**Data listing**.
_ _ _ _ _ _ _
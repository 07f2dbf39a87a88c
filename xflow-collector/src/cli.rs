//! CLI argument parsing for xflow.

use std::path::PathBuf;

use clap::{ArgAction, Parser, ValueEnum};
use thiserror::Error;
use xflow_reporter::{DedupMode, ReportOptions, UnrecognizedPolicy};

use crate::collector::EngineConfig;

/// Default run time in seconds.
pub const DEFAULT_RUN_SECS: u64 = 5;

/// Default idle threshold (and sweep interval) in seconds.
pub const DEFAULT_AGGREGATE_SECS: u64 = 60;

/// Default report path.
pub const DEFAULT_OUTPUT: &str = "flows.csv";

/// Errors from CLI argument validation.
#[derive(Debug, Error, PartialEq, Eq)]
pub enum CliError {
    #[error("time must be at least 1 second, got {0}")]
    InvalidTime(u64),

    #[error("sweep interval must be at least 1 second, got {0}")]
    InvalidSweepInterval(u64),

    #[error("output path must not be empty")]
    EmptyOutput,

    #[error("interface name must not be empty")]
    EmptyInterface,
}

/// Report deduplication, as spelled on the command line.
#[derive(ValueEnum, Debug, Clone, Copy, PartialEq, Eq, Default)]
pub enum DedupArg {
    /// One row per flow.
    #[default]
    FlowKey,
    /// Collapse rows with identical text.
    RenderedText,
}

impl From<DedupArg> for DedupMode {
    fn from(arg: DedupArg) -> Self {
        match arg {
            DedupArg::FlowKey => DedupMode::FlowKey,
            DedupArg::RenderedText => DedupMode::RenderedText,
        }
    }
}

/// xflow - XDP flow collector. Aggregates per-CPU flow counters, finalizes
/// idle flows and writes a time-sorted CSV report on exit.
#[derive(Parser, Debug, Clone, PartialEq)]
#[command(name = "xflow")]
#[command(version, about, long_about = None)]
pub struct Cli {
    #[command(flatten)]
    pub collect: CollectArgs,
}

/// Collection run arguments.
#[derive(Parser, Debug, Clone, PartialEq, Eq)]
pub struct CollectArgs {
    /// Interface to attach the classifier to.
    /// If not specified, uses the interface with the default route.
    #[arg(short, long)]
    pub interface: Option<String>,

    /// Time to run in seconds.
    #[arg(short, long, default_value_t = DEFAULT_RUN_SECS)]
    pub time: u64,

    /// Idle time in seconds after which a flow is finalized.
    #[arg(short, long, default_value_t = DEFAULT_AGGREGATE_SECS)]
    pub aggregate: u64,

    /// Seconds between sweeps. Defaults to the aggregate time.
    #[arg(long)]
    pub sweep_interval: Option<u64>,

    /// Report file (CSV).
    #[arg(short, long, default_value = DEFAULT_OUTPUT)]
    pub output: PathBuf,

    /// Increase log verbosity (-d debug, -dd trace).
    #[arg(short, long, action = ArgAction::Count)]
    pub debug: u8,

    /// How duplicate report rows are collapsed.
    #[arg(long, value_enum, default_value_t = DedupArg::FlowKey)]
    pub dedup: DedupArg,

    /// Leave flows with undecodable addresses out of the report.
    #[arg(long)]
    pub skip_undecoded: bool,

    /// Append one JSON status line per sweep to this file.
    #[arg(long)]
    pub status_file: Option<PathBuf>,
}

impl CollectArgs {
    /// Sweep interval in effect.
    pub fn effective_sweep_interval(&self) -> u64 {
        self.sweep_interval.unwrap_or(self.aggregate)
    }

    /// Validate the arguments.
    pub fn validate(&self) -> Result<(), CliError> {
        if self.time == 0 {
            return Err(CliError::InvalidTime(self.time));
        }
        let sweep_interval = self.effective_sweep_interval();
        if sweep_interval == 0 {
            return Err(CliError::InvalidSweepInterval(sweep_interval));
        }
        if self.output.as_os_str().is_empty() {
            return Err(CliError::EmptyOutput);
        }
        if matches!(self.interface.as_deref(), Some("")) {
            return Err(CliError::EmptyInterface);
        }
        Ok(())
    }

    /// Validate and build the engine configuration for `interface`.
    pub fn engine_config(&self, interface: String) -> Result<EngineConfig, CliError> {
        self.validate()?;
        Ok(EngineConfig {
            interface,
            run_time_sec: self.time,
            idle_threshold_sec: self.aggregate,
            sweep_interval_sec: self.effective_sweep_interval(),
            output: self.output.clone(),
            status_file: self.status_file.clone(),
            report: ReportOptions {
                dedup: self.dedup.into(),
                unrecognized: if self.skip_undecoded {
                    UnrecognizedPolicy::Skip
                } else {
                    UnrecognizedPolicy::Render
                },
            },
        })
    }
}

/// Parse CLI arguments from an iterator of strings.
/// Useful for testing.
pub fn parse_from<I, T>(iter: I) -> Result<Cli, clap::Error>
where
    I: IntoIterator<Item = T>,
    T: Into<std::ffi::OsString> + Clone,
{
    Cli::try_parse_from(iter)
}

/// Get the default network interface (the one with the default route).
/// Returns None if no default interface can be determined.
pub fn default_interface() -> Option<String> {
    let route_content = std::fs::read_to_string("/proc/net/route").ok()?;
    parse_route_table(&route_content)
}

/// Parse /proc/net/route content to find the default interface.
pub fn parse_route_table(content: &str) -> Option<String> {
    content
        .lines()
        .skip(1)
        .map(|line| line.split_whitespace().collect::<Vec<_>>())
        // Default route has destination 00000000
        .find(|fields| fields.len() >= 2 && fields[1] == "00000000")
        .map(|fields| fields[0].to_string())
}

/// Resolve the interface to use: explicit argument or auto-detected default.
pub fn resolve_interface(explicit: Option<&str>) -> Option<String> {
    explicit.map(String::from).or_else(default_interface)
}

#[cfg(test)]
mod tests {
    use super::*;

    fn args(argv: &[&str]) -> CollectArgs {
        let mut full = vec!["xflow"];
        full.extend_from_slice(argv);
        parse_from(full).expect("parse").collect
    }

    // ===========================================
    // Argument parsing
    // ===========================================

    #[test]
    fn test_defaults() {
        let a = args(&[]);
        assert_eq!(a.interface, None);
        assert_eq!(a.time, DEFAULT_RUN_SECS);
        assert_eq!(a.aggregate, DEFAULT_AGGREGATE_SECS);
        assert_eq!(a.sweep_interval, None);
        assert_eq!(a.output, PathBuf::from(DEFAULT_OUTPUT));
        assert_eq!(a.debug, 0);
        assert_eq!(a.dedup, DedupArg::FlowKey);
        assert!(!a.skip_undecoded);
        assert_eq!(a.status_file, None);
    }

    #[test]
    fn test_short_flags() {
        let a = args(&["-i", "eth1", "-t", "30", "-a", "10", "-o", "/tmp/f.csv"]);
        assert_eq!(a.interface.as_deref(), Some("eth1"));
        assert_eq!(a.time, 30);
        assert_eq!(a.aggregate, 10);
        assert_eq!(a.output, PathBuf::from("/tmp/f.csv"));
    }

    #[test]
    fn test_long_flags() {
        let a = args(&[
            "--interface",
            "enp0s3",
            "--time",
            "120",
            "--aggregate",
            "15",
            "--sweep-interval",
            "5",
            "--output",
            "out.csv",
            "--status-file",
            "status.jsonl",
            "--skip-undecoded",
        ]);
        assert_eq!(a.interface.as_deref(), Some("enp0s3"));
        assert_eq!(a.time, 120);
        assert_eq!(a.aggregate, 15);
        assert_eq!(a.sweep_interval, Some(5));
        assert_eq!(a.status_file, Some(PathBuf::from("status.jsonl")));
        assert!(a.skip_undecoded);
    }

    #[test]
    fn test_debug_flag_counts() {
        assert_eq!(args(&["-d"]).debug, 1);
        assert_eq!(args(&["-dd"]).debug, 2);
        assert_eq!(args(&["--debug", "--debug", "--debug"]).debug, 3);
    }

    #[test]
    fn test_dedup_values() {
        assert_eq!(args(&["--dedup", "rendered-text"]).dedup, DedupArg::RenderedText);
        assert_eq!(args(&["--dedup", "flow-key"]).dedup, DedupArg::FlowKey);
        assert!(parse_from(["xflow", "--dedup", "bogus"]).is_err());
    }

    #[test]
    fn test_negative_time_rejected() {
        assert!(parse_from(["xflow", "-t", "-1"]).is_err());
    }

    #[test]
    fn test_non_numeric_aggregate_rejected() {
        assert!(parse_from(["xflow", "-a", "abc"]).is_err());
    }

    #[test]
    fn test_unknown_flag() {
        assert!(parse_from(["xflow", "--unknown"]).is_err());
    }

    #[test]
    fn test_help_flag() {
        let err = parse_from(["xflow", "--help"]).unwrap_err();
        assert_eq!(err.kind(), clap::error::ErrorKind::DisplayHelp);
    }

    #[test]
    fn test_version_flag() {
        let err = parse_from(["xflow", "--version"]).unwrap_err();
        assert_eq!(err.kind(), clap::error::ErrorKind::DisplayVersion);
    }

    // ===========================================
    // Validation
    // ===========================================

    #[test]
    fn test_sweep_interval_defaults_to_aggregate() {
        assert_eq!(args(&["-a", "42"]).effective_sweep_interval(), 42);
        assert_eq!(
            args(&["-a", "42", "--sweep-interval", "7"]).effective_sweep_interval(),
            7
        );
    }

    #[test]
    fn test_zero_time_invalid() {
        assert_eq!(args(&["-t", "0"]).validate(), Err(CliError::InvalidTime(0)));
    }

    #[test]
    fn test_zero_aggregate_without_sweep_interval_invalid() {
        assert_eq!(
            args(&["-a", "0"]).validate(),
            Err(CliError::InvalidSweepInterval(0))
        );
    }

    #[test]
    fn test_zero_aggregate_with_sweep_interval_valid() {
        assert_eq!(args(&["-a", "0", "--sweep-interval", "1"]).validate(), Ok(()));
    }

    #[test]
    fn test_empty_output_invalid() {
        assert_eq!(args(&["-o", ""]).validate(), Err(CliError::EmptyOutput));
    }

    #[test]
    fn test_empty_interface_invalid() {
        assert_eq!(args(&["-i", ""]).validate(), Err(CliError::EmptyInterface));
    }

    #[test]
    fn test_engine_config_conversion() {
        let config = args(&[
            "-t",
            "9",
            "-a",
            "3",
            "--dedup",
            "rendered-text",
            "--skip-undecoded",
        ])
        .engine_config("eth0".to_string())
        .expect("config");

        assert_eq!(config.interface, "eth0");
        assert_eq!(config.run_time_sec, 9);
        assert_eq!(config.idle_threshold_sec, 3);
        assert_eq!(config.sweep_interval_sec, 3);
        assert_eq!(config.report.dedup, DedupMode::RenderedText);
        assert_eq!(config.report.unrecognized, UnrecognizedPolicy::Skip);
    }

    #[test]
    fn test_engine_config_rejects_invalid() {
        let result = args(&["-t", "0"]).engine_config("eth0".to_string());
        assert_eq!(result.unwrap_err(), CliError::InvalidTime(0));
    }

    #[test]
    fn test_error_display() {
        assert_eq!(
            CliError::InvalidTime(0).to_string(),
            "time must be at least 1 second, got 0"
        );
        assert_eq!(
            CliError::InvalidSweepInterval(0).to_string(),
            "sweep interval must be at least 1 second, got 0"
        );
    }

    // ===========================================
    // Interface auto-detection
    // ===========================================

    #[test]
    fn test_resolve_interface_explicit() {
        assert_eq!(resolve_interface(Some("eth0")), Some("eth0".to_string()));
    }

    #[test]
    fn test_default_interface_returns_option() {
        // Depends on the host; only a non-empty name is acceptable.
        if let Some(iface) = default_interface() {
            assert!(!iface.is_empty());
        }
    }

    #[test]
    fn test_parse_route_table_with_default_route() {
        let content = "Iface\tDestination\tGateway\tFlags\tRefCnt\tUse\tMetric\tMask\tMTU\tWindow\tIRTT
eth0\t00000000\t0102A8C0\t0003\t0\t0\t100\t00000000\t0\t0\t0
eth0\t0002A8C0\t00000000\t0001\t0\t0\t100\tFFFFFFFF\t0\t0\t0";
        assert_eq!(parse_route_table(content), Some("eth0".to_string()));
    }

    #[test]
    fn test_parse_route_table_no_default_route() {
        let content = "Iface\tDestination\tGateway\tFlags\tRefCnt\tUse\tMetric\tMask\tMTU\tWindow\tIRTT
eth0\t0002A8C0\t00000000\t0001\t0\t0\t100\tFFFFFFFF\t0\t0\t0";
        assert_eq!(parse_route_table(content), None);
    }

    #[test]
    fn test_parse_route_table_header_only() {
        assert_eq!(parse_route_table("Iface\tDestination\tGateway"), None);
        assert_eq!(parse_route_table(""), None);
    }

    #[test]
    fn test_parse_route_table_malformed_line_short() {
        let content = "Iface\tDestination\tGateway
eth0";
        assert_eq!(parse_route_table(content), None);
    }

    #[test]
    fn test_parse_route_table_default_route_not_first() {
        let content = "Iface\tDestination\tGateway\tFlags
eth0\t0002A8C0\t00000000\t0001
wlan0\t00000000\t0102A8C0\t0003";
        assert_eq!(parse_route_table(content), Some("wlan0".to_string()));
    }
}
_ _ _ _ _ _ _
**Exercise**. Starting with the first line above and ending with the line that holds "pub const DEFAULT_RUN_SECS: u64 = 5;", restate each line word for word and add nothing else.

**Answer to the exercise**.
repository 07f2dbf39a87a88c
filename xflow-collector/src/cli.rs
//! CLI argument parsing for xflow.

use std::path::PathBuf;

use clap::{ArgAction, Parser, ValueEnum};
use thiserror::Error;
use xflow_reporter::{DedupMode, ReportOptions, UnrecognizedPolicy};

use crate::collector::EngineConfig;

/// Default run time in seconds.
pub const DEFAULT_RUN_SECS: u64 = 5;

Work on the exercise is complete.